Instructions for the task
Of the entries that follow, how many lines hold the string "InstructionSetKind"? Write the number and nothing more.
___ Records for the exercise ___
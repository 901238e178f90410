//! Requests posted to the security manager.
//!
//! Construction validates arguments up front: a malformed request never
//! reaches a worker. Each request records the kind of the component that
//! posted it, taken from the component itself so sources cannot claim a
//! kind they do not have.

use vigil_core::{
    ComponentKind, DeviceId, InstructionSetKind, Result, Securable, SecurityError, UserId,
};
use vigil_crypto::{CipherSuite, EllipticCurve};

/// User-credential authentication request.
///
/// Only the session manager may post authentication requests.
#[derive(Debug)]
pub struct UserAuthenticationRequest {
    username: String,
    raw_password: String,
    source: ComponentKind,
}

impl UserAuthenticationRequest {
    /// Validates and builds the request.
    pub fn new(
        username: impl Into<String>,
        raw_password: impl Into<String>,
        source: &dyn Securable,
    ) -> Result<Self> {
        let username = username.into();
        let raw_password = raw_password.into();
        if username.is_empty() {
            return Err(SecurityError::InvalidArgument("empty user name".into()));
        }
        if raw_password.is_empty() {
            return Err(SecurityError::InvalidArgument("empty password".into()));
        }
        let source = source.component_kind();
        if source != ComponentKind::SessionManager {
            return Err(SecurityError::InvalidArgument(format!(
                "authentication requests must come from the session manager, not [{source}]"
            )));
        }
        Ok(Self {
            username,
            raw_password,
            source,
        })
    }

    /// Name of the user to authenticate.
    pub fn username(&self) -> &str {
        &self.username
    }

    /// Supplied raw password.
    pub fn raw_password(&self) -> &str {
        &self.raw_password
    }

    /// Kind of the posting component.
    pub fn source(&self) -> ComponentKind {
        self.source
    }
}

/// Device-credential authentication request.
#[derive(Debug)]
pub struct DeviceAuthenticationRequest {
    device: DeviceId,
    raw_password: String,
    source: ComponentKind,
}

impl DeviceAuthenticationRequest {
    /// Validates and builds the request.
    pub fn new(
        device: DeviceId,
        raw_password: impl Into<String>,
        source: &dyn Securable,
    ) -> Result<Self> {
        let raw_password = raw_password.into();
        if raw_password.is_empty() {
            return Err(SecurityError::InvalidArgument("empty password".into()));
        }
        let source = source.component_kind();
        if source != ComponentKind::SessionManager {
            return Err(SecurityError::InvalidArgument(format!(
                "authentication requests must come from the session manager, not [{source}]"
            )));
        }
        Ok(Self {
            device,
            raw_password,
            source,
        })
    }

    /// Device to authenticate.
    pub fn device(&self) -> DeviceId {
        self.device
    }

    /// Supplied raw password.
    pub fn raw_password(&self) -> &str {
        &self.raw_password
    }

    /// Kind of the posting component.
    pub fn source(&self) -> ComponentKind {
        self.source
    }
}

/// Per-instruction authorization request.
///
/// Carries the instruction's parent set; the instruction itself stays
/// with the caller and travels through the dispatcher once the token is
/// issued.
#[derive(Debug)]
pub struct AuthorizationRequest {
    user: UserId,
    device: Option<DeviceId>,
    source: ComponentKind,
    target: ComponentKind,
    set: InstructionSetKind,
}

impl AuthorizationRequest {
    /// Builds a user-scoped request.
    pub fn new(
        user: UserId,
        source: &dyn Securable,
        target: ComponentKind,
        set: InstructionSetKind,
    ) -> Self {
        Self {
            user,
            device: None,
            source: source.component_kind(),
            target,
            set,
        }
    }

    /// Builds a device-scoped request.
    pub fn for_device(
        user: UserId,
        device: DeviceId,
        source: &dyn Securable,
        target: ComponentKind,
        set: InstructionSetKind,
    ) -> Self {
        Self {
            user,
            device: Some(device),
            source: source.component_kind(),
            target,
            set,
        }
    }

    /// User requesting the instruction.
    pub fn user(&self) -> UserId {
        self.user
    }

    /// Device requesting the instruction, if any.
    pub fn device(&self) -> Option<DeviceId> {
        self.device
    }

    /// Kind of the posting component.
    pub fn source(&self) -> ComponentKind {
        self.source
    }

    /// Kind of the component that will execute the instruction.
    pub fn target(&self) -> ComponentKind {
        self.target
    }

    /// Parent set of the instruction being authorized.
    pub fn set(&self) -> InstructionSetKind {
        self.set
    }
}

/// Request for passphrase-derived symmetric material.
#[derive(Debug)]
pub struct DerivedKeyRequest {
    passphrase: String,
    existing: Option<(Vec<u8>, Vec<u8>)>,
    suite: Option<CipherSuite>,
    iterations: Option<u32>,
    source: ComponentKind,
}

impl DerivedKeyRequest {
    /// Request for fresh material derived from `passphrase`.
    pub fn new(passphrase: impl Into<String>, source: &dyn Securable) -> Result<Self> {
        let passphrase = passphrase.into();
        if passphrase.is_empty() {
            return Err(SecurityError::InvalidArgument("empty passphrase".into()));
        }
        Ok(Self {
            passphrase,
            existing: None,
            suite: None,
            iterations: None,
            source: source.component_kind(),
        })
    }

    /// Re-derive with an existing salt and IV.
    pub fn with_existing(mut self, salt: Vec<u8>, iv: Vec<u8>) -> Self {
        self.existing = Some((salt, iv));
        self
    }

    /// Override the cipher suite.
    pub fn with_suite(mut self, suite: CipherSuite) -> Self {
        self.suite = Some(suite);
        self
    }

    /// Override the iteration count.
    pub fn with_iterations(mut self, iterations: u32) -> Self {
        self.iterations = Some(iterations);
        self
    }

    pub(crate) fn into_parts(
        self,
    ) -> (
        String,
        Option<(Vec<u8>, Vec<u8>)>,
        Option<CipherSuite>,
        Option<u32>,
        ComponentKind,
    ) {
        (
            self.passphrase,
            self.existing,
            self.suite,
            self.iterations,
            self.source,
        )
    }

    /// Kind of the posting component.
    pub fn source(&self) -> ComponentKind {
        self.source
    }
}

/// Request for fresh or re-wrapped symmetric material.
#[derive(Debug)]
pub struct SymmetricKeyRequest {
    suite: Option<CipherSuite>,
    existing: Option<(Vec<u8>, Vec<u8>)>,
    source: ComponentKind,
}

impl SymmetricKeyRequest {
    /// Request for brand-new material.
    pub fn new(source: &dyn Securable) -> Self {
        Self {
            suite: None,
            existing: None,
            source: source.component_kind(),
        }
    }

    /// Wrap an existing key and IV instead of generating.
    pub fn with_existing(mut self, key: Vec<u8>, iv: Vec<u8>) -> Self {
        self.existing = Some((key, iv));
        self
    }

    /// Override the cipher suite.
    pub fn with_suite(mut self, suite: CipherSuite) -> Self {
        self.suite = Some(suite);
        self
    }

    pub(crate) fn into_parts(
        self,
    ) -> (
        Option<CipherSuite>,
        Option<(Vec<u8>, Vec<u8>)>,
        ComponentKind,
    ) {
        (self.suite, self.existing, self.source)
    }

    /// Kind of the posting component.
    pub fn source(&self) -> ComponentKind {
        self.source
    }
}

/// Request for key-exchange-derived symmetric material.
#[derive(Debug)]
pub struct KeyExchangeRequest {
    curve: Option<EllipticCurve>,
    private: Vec<u8>,
    peer_public: Vec<u8>,
    iv: Option<Vec<u8>>,
    suite: Option<CipherSuite>,
    source: ComponentKind,
}

impl KeyExchangeRequest {
    /// Validates and builds the request.
    pub fn new(private: Vec<u8>, peer_public: Vec<u8>, source: &dyn Securable) -> Result<Self> {
        if private.is_empty() || peer_public.is_empty() {
            return Err(SecurityError::InvalidArgument(
                "exchange keys must be non-empty".into(),
            ));
        }
        Ok(Self {
            curve: None,
            private,
            peer_public,
            iv: None,
            suite: None,
            source: source.component_kind(),
        })
    }

    /// Override the curve.
    pub fn with_curve(mut self, curve: EllipticCurve) -> Self {
        self.curve = Some(curve);
        self
    }

    /// Use an existing IV instead of stretching one from the secret.
    pub fn with_iv(mut self, iv: Vec<u8>) -> Self {
        self.iv = Some(iv);
        self
    }

    /// Override the cipher suite.
    pub fn with_suite(mut self, suite: CipherSuite) -> Self {
        self.suite = Some(suite);
        self
    }

    #[allow(clippy::type_complexity)]
    pub(crate) fn into_parts(
        self,
    ) -> (
        Option<EllipticCurve>,
        Vec<u8>,
        Vec<u8>,
        Option<Vec<u8>>,
        Option<CipherSuite>,
        ComponentKind,
    ) {
        (
            self.curve,
            self.private,
            self.peer_public,
            self.iv,
            self.suite,
            self.source,
        )
    }

    /// Kind of the posting component.
    pub fn source(&self) -> ComponentKind {
        self.source
    }
}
___
Exercise answer
5